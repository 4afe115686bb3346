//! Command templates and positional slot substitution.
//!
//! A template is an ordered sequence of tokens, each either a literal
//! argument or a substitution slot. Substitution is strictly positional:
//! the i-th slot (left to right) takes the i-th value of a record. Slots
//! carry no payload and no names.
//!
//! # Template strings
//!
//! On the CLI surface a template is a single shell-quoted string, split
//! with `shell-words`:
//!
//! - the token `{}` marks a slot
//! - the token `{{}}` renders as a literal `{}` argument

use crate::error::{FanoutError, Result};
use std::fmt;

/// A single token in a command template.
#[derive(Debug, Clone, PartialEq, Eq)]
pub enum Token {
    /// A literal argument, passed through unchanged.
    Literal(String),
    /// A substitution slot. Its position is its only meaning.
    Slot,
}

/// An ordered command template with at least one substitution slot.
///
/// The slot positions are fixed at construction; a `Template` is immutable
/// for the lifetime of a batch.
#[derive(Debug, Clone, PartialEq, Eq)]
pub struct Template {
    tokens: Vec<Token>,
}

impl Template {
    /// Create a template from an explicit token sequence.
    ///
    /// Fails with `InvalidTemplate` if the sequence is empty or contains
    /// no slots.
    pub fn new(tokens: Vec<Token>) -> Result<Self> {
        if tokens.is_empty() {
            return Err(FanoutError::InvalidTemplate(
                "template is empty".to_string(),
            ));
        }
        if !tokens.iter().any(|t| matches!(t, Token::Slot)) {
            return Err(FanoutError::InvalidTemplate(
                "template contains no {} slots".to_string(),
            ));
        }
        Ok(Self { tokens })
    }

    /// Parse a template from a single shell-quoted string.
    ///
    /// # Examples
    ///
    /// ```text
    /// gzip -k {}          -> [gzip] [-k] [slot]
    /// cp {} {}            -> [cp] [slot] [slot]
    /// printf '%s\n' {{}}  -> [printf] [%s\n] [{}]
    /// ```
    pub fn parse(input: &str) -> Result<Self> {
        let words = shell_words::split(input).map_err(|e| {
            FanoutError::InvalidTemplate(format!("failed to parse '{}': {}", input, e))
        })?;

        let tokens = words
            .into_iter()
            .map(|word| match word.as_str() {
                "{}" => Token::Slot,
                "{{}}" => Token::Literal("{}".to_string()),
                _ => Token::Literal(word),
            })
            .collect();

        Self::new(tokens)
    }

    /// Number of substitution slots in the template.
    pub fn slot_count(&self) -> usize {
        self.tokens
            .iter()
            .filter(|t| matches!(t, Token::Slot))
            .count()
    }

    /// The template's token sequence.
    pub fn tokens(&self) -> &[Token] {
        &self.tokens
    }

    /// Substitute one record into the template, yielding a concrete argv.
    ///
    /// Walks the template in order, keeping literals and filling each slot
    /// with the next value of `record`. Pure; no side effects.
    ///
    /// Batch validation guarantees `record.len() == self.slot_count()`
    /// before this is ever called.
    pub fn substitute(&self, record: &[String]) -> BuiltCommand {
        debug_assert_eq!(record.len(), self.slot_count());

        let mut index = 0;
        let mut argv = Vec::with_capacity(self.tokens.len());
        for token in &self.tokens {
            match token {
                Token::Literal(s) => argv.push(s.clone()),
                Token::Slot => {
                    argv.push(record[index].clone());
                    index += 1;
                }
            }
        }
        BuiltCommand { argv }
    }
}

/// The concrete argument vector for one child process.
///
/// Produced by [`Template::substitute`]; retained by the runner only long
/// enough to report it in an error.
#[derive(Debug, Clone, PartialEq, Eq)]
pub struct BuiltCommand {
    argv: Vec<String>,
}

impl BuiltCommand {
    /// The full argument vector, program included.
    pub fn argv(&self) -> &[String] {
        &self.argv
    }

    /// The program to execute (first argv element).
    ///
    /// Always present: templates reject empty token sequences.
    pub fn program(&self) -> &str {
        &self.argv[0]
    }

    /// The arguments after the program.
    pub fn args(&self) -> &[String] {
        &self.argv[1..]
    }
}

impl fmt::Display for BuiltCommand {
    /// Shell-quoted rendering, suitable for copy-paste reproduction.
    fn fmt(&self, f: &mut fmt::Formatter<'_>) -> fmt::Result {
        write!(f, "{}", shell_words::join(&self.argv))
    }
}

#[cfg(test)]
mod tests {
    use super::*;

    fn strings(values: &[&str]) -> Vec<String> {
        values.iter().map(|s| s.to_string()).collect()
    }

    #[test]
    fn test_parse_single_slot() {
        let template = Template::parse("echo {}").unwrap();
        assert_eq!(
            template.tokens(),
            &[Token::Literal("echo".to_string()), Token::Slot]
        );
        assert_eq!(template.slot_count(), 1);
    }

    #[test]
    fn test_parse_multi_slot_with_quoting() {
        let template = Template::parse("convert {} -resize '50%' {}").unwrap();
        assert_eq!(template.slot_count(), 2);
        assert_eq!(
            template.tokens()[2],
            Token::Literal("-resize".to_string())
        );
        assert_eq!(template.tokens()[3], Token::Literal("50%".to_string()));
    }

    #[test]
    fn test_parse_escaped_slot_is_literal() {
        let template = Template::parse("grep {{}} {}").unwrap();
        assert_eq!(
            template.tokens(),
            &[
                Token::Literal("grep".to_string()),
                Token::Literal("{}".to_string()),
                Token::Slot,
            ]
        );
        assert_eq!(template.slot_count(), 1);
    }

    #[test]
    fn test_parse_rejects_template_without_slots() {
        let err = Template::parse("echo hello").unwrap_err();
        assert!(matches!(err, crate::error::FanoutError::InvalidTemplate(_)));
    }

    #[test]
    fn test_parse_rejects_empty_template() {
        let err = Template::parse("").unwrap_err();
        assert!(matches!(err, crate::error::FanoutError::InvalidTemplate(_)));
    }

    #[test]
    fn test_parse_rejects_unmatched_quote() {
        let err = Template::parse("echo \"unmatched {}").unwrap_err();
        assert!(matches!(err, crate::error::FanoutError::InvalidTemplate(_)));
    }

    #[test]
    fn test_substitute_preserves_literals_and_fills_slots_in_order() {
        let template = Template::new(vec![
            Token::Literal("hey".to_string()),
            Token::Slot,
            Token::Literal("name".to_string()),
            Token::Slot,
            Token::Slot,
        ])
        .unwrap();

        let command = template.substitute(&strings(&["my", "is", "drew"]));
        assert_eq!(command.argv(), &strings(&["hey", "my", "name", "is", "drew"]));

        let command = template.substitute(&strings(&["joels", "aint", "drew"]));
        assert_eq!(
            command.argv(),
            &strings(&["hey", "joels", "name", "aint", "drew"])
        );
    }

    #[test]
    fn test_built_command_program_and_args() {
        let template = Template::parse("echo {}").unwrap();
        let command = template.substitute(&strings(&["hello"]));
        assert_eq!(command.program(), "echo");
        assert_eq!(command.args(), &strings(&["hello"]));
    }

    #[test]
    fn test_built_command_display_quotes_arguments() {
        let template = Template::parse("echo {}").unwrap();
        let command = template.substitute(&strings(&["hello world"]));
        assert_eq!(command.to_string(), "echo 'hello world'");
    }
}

#####

• Directions: Pull out every line in the material above where "aint" occurs.

• Answer to the problem:
        let command = template.substitute(&strings(&["joels", "aint", "drew"]));
            &strings(&["hey", "joels", "name", "aint", "drew"])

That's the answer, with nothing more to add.